The sudden influx of writers from other departments transformed the sports pages. For example, Archie Ledbrooke’s misgivings about quoting players or managers – expressed as late as 1955 – would prove short-lived. With the influx of reporters from news desks, quotes soon became a staple of football journalism. As Roger Domeneghetti writes, these new football writers “treated matches like they would any other event and began to ask ‘experts’, such as the managers, for quotes to add to their pieces. This innovation stuck and was accelerated, first by the need to keep pace with the broadcast of post-match interviews on the BBC’s new highlight show Match of the Day and then by the tabloid revolution that swept through Fleet Street at the end of the 1960s.”
The impact of the Munich Air Disaster on sports journalism he tragedy also had a structural influence on the industry. In the 1950s, despite the popularity of the game, football was still largely considered peripheral within wider British culture. In The Times, for instance, there was no mention of the events in Munich in the following day’s paper until page eight, at which point an impassive article appeared which focused predominantly on the relative safety history of BAE.
This was an outlier, though. Other outlets dedicated much more space to the tragedy, with the Express eventually using seven journalists in their coverage. The disaster occasioned the first signs of the celebritisation of football within newspaper journalism. On the front page of the February 8 Saturday Edition, the Daily Mail ran the headline “THE WIVES ARE THERE” and sub-headed with “Mrs Busby collapses at bedside”. There followed a series of photographs of wives and girlfriends in the Rechts der Isar Hospital in Munich. Such spreads continued throughout the coverage over the next few weeks.
The disaster pushed football into the front and centre in the cultural consciousness of people around Britain. No longer could it be ignored, viewed simply as a pastime engaged in by people on the periphery: it now impinged upon everyone. The Munich Air Disaster, to quote Roger Domeneghetti again, became “the first story to persuade news editors that sport could have genuine news value”.
The events of that fateful day at Munich-Riem Airport will long be remembered as one of the significant moments in English football. And long may it continue to be remembered.
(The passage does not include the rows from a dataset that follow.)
//! Core types for the ambient simulation
//!
//! These are plain data types shared by every agent kind.

use std::f32::consts::PI;

/// A position in the simulation. Routes live on the ground plane (`x`, `z`);
/// `y` carries terrain height or flight altitude where it matters.
#[derive(Debug, Clone, Copy, PartialEq, Default)]
pub struct Position {
    pub x: f32,
    pub y: f32,
    pub z: f32,
}

impl Position {
    pub fn new(x: f32, y: f32, z: f32) -> Self {
        Self { x, y, z }
    }

    /// A point on the ground plane
    pub fn flat(x: f32, z: f32) -> Self {
        Self { x, y: 0.0, z }
    }

    /// Squared distance on the ground plane, ignoring height
    pub fn distance_sq_xz(&self, other: &Position) -> f32 {
        let dx = self.x - other.x;
        let dz = self.z - other.z;
        dx * dx + dz * dz
    }

    pub fn distance_xz(&self, other: &Position) -> f32 {
        self.distance_sq_xz(other).sqrt()
    }

    pub fn lerp(&self, other: &Position, t: f32) -> Position {
        Position {
            x: self.x + (other.x - self.x) * t,
            y: self.y + (other.y - self.y) * t,
            z: self.z + (other.z - self.z) * t,
        }
    }

    /// Heading from this position to another, measured from the +z axis
    pub fn heading_to(&self, other: &Position) -> f32 {
        let dx = other.x - self.x;
        let dz = other.z - self.z;
        dx.atan2(dz)
    }
}

/// Travel direction along a route
#[derive(Debug, Clone, Copy, PartialEq, Eq, Hash, Default)]
pub enum Direction {
    /// Increasing progress, start towards end
    #[default]
    Forward,
    /// Decreasing progress, end towards start
    Backward,
}

impl Direction {
    /// +1.0 or -1.0
    pub fn sign(self) -> f32 {
        match self {
            Direction::Forward => 1.0,
            Direction::Backward => -1.0,
        }
    }

    /// Rotation added to a segment heading so the agent faces its travel direction
    pub fn heading_flip(self) -> f32 {
        match self {
            Direction::Forward => 0.0,
            Direction::Backward => PI,
        }
    }
}

/// Road classification, following OSM `highway=*` tag values
#[derive(Debug, Clone, PartialEq, Eq)]
pub enum RoadKind {
    Motorway,
    Trunk,
    Primary,
    Secondary,
    Tertiary,
    Unclassified,
    Residential,
    LivingStreet,
    Service,
    Footway,
    Path,
    Pedestrian,
    Steps,
    Cycleway,
    Other(String),
}

impl RoadKind {
    /// Map a raw `highway` tag onto a road kind. `_link` ramps count as their parent class.
    pub fn from_tag(tag: &str) -> Self {
        let base = tag.strip_suffix("_link").unwrap_or(tag);
        match base {
            "motorway" => RoadKind::Motorway,
            "trunk" => RoadKind::Trunk,
            "primary" => RoadKind::Primary,
            "secondary" => RoadKind::Secondary,
            "tertiary" => RoadKind::Tertiary,
            "unclassified" => RoadKind::Unclassified,
            "residential" => RoadKind::Residential,
            "living_street" => RoadKind::LivingStreet,
            "service" => RoadKind::Service,
            "footway" | "sidewalk" => RoadKind::Footway,
            "path" | "track" => RoadKind::Path,
            "pedestrian" => RoadKind::Pedestrian,
            "steps" => RoadKind::Steps,
            "cycleway" => RoadKind::Cycleway,
            other => RoadKind::Other(other.to_string()),
        }
    }

    pub fn allows_cars(&self) -> bool {
        matches!(
            self,
            RoadKind::Motorway
                | RoadKind::Trunk
                | RoadKind::Primary
                | RoadKind::Secondary
                | RoadKind::Tertiary
                | RoadKind::Unclassified
                | RoadKind::Residential
                | RoadKind::LivingStreet
                | RoadKind::Service
        )
    }

    pub fn allows_pedestrians(&self) -> bool {
        matches!(
            self,
            RoadKind::Footway
                | RoadKind::Path
                | RoadKind::Pedestrian
                | RoadKind::Steps
                | RoadKind::LivingStreet
                | RoadKind::Residential
        )
    }
}

/// A road as handed over by the geographic data collaborator
#[derive(Debug, Clone)]
pub struct RoadInput {
    pub kind: RoadKind,
    pub points: Vec<Position>,
    pub width: f32,
    pub oneway: bool,
}

impl RoadInput {
    pub fn new(kind: RoadKind, points: Vec<Position>, width: f32, oneway: bool) -> Self {
        Self {
            kind,
            points,
            width,
            oneway,
        }
    }
}

/// A navigable waterway (river, canal) polyline
#[derive(Debug, Clone)]
pub struct WaterwayInput {
    pub points: Vec<Position>,
    pub width: f32,
}

impl WaterwayInput {
    pub fn new(points: Vec<Position>, width: f32) -> Self {
        Self { points, width }
    }
}

/// Route endpoints closer than this are considered connected (meters)
pub const CONNECT_DISTANCE: f32 = 5.0;

/// How far inside a new route a car is placed after a transition (meters)
pub const ROUTE_ENTRY_INSET: f32 = 0.5;

/// Car speed range in m/s
pub const CAR_SPEED_MIN: f32 = 8.0;
pub const CAR_SPEED_MAX: f32 = 14.0;

/// Boat speed range in m/s
pub const BOAT_SPEED_MIN: f32 = 2.0;
pub const BOAT_SPEED_MAX: f32 = 5.0;

/// Pedestrian walking speed range in m/s
pub const PEDESTRIAN_SPEED_MIN: f32 = 1.0;
pub const PEDESTRIAN_SPEED_MAX: f32 = 1.8;

/// Number of visual variants per agent kind
pub const CAR_VARIANTS: usize = 6;
pub const BOAT_VARIANTS: usize = 3;
pub const PEDESTRIAN_VARIANTS: usize = 4;
pub const BIRD_VARIANTS: usize = 2;

/// Boat rocking: roll amplitude (radians) and angular frequency (rad/s)
pub const BOAT_ROCK_AMPLITUDE: f32 = 0.05;
pub const BOAT_ROCK_FREQUENCY: f32 = 1.3;
/// Boat pitch wobble, a second slower sinusoid
pub const BOAT_WOBBLE_AMPLITUDE: f32 = 0.02;
pub const BOAT_WOBBLE_FREQUENCY: f32 = 0.7;

/// Leg swing amplitude (radians) and stride phase gained per meter walked
pub const PEDESTRIAN_LEG_AMPLITUDE: f32 = 0.5;
pub const PEDESTRIAN_STRIDE_RATE: f32 = 4.0;

/// Bird circling parameters
pub const BIRD_RADIUS_MIN: f32 = 8.0;
pub const BIRD_RADIUS_MAX: f32 = 30.0;
pub const BIRD_ALTITUDE_MIN: f32 = 12.0;
pub const BIRD_ALTITUDE_MAX: f32 = 35.0;
pub const BIRD_ANGULAR_SPEED_MIN: f32 = 0.3;
pub const BIRD_ANGULAR_SPEED_MAX: f32 = 0.8;
/// Flap phase advance in rad/s and wing amplitude in radians
pub const BIRD_FLAP_RATE: f32 = 9.0;
pub const BIRD_WING_AMPLITUDE: f32 = 0.6;
/// Horizontal jitter around the chosen circle center (meters)
pub const BIRD_CENTER_JITTER: f32 = 20.0;
/// Max distance from the observer when no waterway is available (meters)
pub const BIRD_OBSERVER_SPREAD: f32 = 80.0;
But the wide-ranging impact of the Munich Air Disaster goes well beyond the remit of one football team, its tendrils finding their way into the far corners of the world of football.
It’s easy to view the present day as a matter of fact. Of course, it might be the case that, even without the events of Munich taking place, football would have ended up having much the same sort of prominence within modern life. But, whatever else, the disaster accelerated history along the trajectory that the sport was already on. And that history was as much about the people telling it as the people of whom it was told.
“Eight men got on the plane that day in Munich who never got off.” Hearing that statement, it is only natural that our minds flit to Geoff Bent, Roger Byrne, Eddie Colman, Duncan Edwards, Mark Jones, David Pegg, Tommy Taylor and Liam Whelan. But there were eight other men who never disembarked BAE Flight 609, whose deaths would have a similar impact on the world of football: Alf Clarke, Donny Davies, George Follows, Tom Jackson, Archie Ledbrooke, Henry Rose, Frank Swift and Eric Thompson.